Croatia has started to build a bridge to the Pelješac peninsula, designed to connect the Croatian mainland with its exclave and southernmost region, the Dubrovnik–Neretva County in the country’s Dalmatia region. Currently, access to the Croatian exclave from the mainland is only possible through the Bosnian municipality of Neum, which is Bosnia and Herzegovina’s only access to the Adriatic Sea.
The 2.4km-bridge has, unexpectedly, caused fury amongst Bosniak politicians in Bosnia and Herzegovina, who have called the construction of the bridge, which started on July 30, “an assault on Bosnia’s sovereignty and territorial integrity and an act contrary to international law.” They have also claimed that the bridge will stop large ships from entering the port of Neum and that Bosnia has agreed on a maritime border with Croatia.

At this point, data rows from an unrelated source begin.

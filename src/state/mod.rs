// State management module
//
// This module provides the SessionManager, the client state machine. It wraps
// SessionState with thread-safe access using Arc<RwLock<T>> and emits change
// events for the window.

use crate::models::{
    AnalysisResult, PhaseKind, Prediction, Preview, SelectedFile, SessionPhase, SessionState,
};
use crate::services::analysis::{AnalysisError, NO_FILE_MESSAGE};
use std::sync::{Arc, PoisonError, RwLock};
use thiserror::Error;
use tokio::sync::broadcast;

/// Change events emitted when the session transitions
#[derive(Clone, Debug, PartialEq)]
pub enum SessionChange {
    /// The active phase changed
    PhaseChanged { from: PhaseKind, to: PhaseKind },

    /// A new file replaced the current selection
    FileSelected { name: String },

    /// The preview of the current file finished loading
    PreviewReady,

    AnalysisStarted,

    AnalysisSucceeded { prediction: Prediction, strength: u8 },

    AnalysisFailed { message: String },

    /// Everything was cleared back to idle
    SessionReset,
}

#[derive(Error, Debug, Clone, PartialEq)]
pub enum SessionError {
    #[error("An analysis is already in progress")]
    AnalysisInFlight,

    #[error("Cannot start an analysis from the {0} phase")]
    InvalidTransition(PhaseKind),

    #[error(transparent)]
    Analysis(#[from] AnalysisError),
}

impl SessionError {
    pub fn is_validation(&self) -> bool {
        matches!(self, SessionError::Analysis(AnalysisError::Validation))
    }
}

/// Proof that a preview read belongs to a particular selection
#[derive(Debug, Clone, PartialEq, Eq)]
pub struct SelectionTicket {
    generation: u64,
    pub file: SelectedFile,
}

/// Proof that an analysis outcome belongs to the request currently in flight
#[derive(Debug, Clone, PartialEq, Eq)]
pub struct AnalysisTicket {
    generation: u64,
    pub file: SelectedFile,
}

/// Thread-safe client state machine with event emission
///
/// This is the single owner of [`SessionState`]:
/// - Transitions are applied under one write lock, so no two interleave and a
///   reset is never partially observable
/// - [`snapshot()`](Self::snapshot) and [`read()`](Self::read) give the window read-only access
/// - [`subscribe()`](Self::subscribe) delivers [`SessionChange`] events
///
/// Preview reads and analysis requests run outside the lock. Their results come
/// back with a ticket and are dropped if the selection or request they belong to
/// has since been replaced or reset.
pub struct SessionManager {
    state: Arc<RwLock<SessionState>>,
    change_tx: broadcast::Sender<SessionChange>,
}

impl SessionManager {
    /// Create a new SessionManager in the idle phase
    ///
    /// # Returns
    /// A new SessionManager with a broadcast channel buffer of 100 events
    pub fn new() -> Self {
        let (change_tx, _) = broadcast::channel(100);
        Self {
            state: Arc::new(RwLock::new(SessionState::default())),
            change_tx,
        }
    }

    /// Get a read-only copy of the current state
    pub fn snapshot(&self) -> SessionState {
        self.state
            .read()
            .unwrap_or_else(PoisonError::into_inner)
            .clone()
    }

    /// Subscribe to session change events
    pub fn subscribe(&self) -> broadcast::Receiver<SessionChange> {
        self.change_tx.subscribe()
    }

    /// Apply a transition and emit the resulting change events.
    ///
    /// The closure returns a value that is handed back to the caller along with
    /// the emitted changes.
    fn transition<F, R>(&self, transition_fn: F) -> (R, Vec<SessionChange>)
    where
        F: FnOnce(&mut SessionState) -> R,
    {
        self.transition_then(transition_fn, None)
    }

    /// Like [`Self::transition`], with `trailing` sent after the detected
    /// changes while the write lock is still held.
    fn transition_then<F, R>(
        &self,
        transition_fn: F,
        trailing: Option<SessionChange>,
    ) -> (R, Vec<SessionChange>)
    where
        F: FnOnce(&mut SessionState) -> R,
    {
        let mut state = self.state.write().unwrap_or_else(PoisonError::into_inner);
        let old_phase = state.phase.clone();

        let outcome = transition_fn(&mut state);

        let mut changes = Self::detect_changes(&old_phase, &state.phase);
        changes.extend(trailing);
        for change in &changes {
            // Ignore send errors - it's OK if no one is listening
            let _ = self.change_tx.send(change.clone());
        }

        (outcome, changes)
    }

    /// Detect what changed between two phases and generate events
    fn detect_changes(old: &SessionPhase, new: &SessionPhase) -> Vec<SessionChange> {
        let mut changes = Vec::new();

        if old.kind() != new.kind() {
            changes.push(SessionChange::PhaseChanged {
                from: old.kind(),
                to: new.kind(),
            });
        }

        if let Some(file) = new.file() {
            if old.file() != Some(file) {
                changes.push(SessionChange::FileSelected {
                    name: file.name.clone(),
                });
            }
        }

        if new.preview().is_some() && old.preview() != new.preview() {
            changes.push(SessionChange::PreviewReady);
        }

        match (old, new) {
            (SessionPhase::Analyzing { .. }, SessionPhase::Analyzing { .. }) => {}
            (_, SessionPhase::Analyzing { .. }) => changes.push(SessionChange::AnalysisStarted),
            (SessionPhase::Analyzing { .. }, SessionPhase::Result { data, .. }) => {
                changes.push(SessionChange::AnalysisSucceeded {
                    prediction: data.prediction,
                    strength: data.strength.value(),
                });
            }
            _ => {}
        }

        if let SessionPhase::Error { message, .. } = new {
            if old.error() != Some(message.as_str()) {
                changes.push(SessionChange::AnalysisFailed {
                    message: message.clone(),
                });
            }
        }

        changes
    }

    // Transitions

    /// Accept the first of `candidates` as the current file.
    ///
    /// Returns `None` and leaves the session untouched when there is no
    /// candidate, or while an analysis is in flight or a result is displayed.
    pub fn select_file(&self, candidates: Vec<SelectedFile>) -> Option<SelectionTicket> {
        let dropped = candidates.len().saturating_sub(1);
        let file = candidates.into_iter().next()?;

        if dropped > 0 {
            tracing::debug!("Ignoring {} extra selected file(s)", dropped);
        }

        let (ticket, _) = self.transition(|state| match state.kind() {
            PhaseKind::Analyzing | PhaseKind::Result => {
                tracing::debug!("Selection ignored in {} phase", state.kind());
                None
            }
            PhaseKind::Idle | PhaseKind::Previewing | PhaseKind::Error => {
                state.selection += 1;
                state.phase = SessionPhase::Previewing {
                    file: file.clone(),
                    preview: None,
                };
                Some(SelectionTicket {
                    generation: state.selection,
                    file,
                })
            }
        });

        ticket
    }

    /// Store a finished preview if its selection is still current.
    ///
    /// Returns `false` when the preview was superseded by a newer selection or a reset.
    pub fn apply_preview(&self, ticket: &SelectionTicket, preview: Preview) -> bool {
        let (applied, _) = self.transition(|state| {
            if state.selection != ticket.generation || state.file() != Some(&ticket.file) {
                return false;
            }

            match state.phase.preview_slot() {
                Some(slot) => {
                    *slot = Some(preview);
                    true
                }
                None => false,
            }
        });

        if !applied {
            tracing::debug!("Discarding superseded preview of {}", ticket.file.name);
        }

        applied
    }

    /// Move to `Analyzing` if a file is selected and nothing is in flight.
    ///
    /// With no file selected the session moves to `Error` and the call fails
    /// with a validation error. While analyzing, the call is rejected and the
    /// session is unchanged.
    pub fn begin_analysis(&self) -> Result<AnalysisTicket, SessionError> {
        let (result, _) = self.transition(|state| {
            match std::mem::take(&mut state.phase) {
                phase @ SessionPhase::Analyzing { .. } => {
                    state.phase = phase;
                    Err(SessionError::AnalysisInFlight)
                }
                phase @ SessionPhase::Result { .. } => {
                    state.phase = phase;
                    Err(SessionError::InvalidTransition(PhaseKind::Result))
                }
                SessionPhase::Previewing { file, preview }
                | SessionPhase::Error {
                    file: Some(file),
                    preview,
                    ..
                } => {
                    state.request += 1;
                    state.phase = SessionPhase::Analyzing {
                        file: file.clone(),
                        preview,
                    };
                    Ok(AnalysisTicket {
                        generation: state.request,
                        file,
                    })
                }
                SessionPhase::Idle | SessionPhase::Error { file: None, .. } => {
                    state.phase = SessionPhase::Error {
                        file: None,
                        preview: None,
                        message: NO_FILE_MESSAGE.to_string(),
                    };
                    Err(SessionError::Analysis(AnalysisError::Validation))
                }
            }
        });

        result
    }

    /// Record the outcome of the request identified by `ticket`.
    ///
    /// Returns `false` when the outcome arrived after a reset and was discarded.
    pub fn finish_analysis(
        &self,
        ticket: &AnalysisTicket,
        outcome: Result<AnalysisResult, AnalysisError>,
    ) -> bool {
        let (applied, _) = self.transition(|state| {
            if state.request != ticket.generation {
                return false;
            }

            match std::mem::take(&mut state.phase) {
                SessionPhase::Analyzing { file, preview } => {
                    state.phase = match outcome {
                        Ok(data) => SessionPhase::Result {
                            file,
                            preview,
                            data: Arc::new(data),
                        },
                        Err(error) => SessionPhase::Error {
                            file: Some(file),
                            preview,
                            message: error.user_message(),
                        },
                    };
                    true
                }
                other => {
                    state.phase = other;
                    false
                }
            }
        });

        if !applied {
            tracing::debug!("Discarding analysis outcome for {}", ticket.file.name);
        }

        applied
    }

    /// Clear file, preview, result and error in one step
    pub fn reset(&self) -> Vec<SessionChange> {
        let (_, changes) = self.transition_then(
            |state| {
                state.selection += 1;
                state.request += 1;
                state.phase = SessionPhase::Idle;
            },
            Some(SessionChange::SessionReset),
        );

        changes
    }
}

impl Default for SessionManager {
    fn default() -> Self {
        Self::new()
    }
}

impl Clone for SessionManager {
    fn clone(&self) -> Self {
        Self {
            state: Arc::clone(&self.state),
            change_tx: self.change_tx.clone(),
        }
    }
}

However, it is only the Bosniak leaders of the country that have expressed their anger. Bosnia’s constitution recognises the country’s ‘three constituent peoples’: the Bosniaks (also called the Bosnian Muslims), the Serbs and the Croats. All three of the ‘constituent peoples’ are represented in the country’s political structures. As Neum’s population is 98 per cent Croat, according to 2013 census data, local politicians and citizens have not expressed their disapproval to Croatia connecting its exclave to its mainland.
In fact, Bosnian news portal Klix reported in 2012 that Neum’s mayor, Živko Matuško (an ethnic Croat) of the Croatian Democratic Union party in Bosnia, welcomes the bridge, because it avoids Croatia building a corridor to its exclave that would see Neum split in two. “We are vigorously opposed to the construction of a road that would divide the town. We do not want to live in a ghetto. We do not want to trade with our own territory.”
By beginning work on the bridge, Croatia “systematically continues to relativise and jeopardise the subjectivity, interests and rights of the state of Bosnia and Herzegovina,” declared the leader of the Bosnian Social Democratic Party, Nermin Nikšić. Interestingly, Bosnian Croat politician Željko Komšić, a leader of the Democratic Front and a former member of Bosnia’s three-person presidency, took the same line, telling the media: “Croatia is directly violating Bosnian territorial integrity and sovereignty”. He added that it was “simply unbelievable that a piece of our country is cut off before our eyes – and that people sitting in Bosnian state institutions have done absolutely nothing”.
If all goes to plan, the bridge should be complete by mid-2021.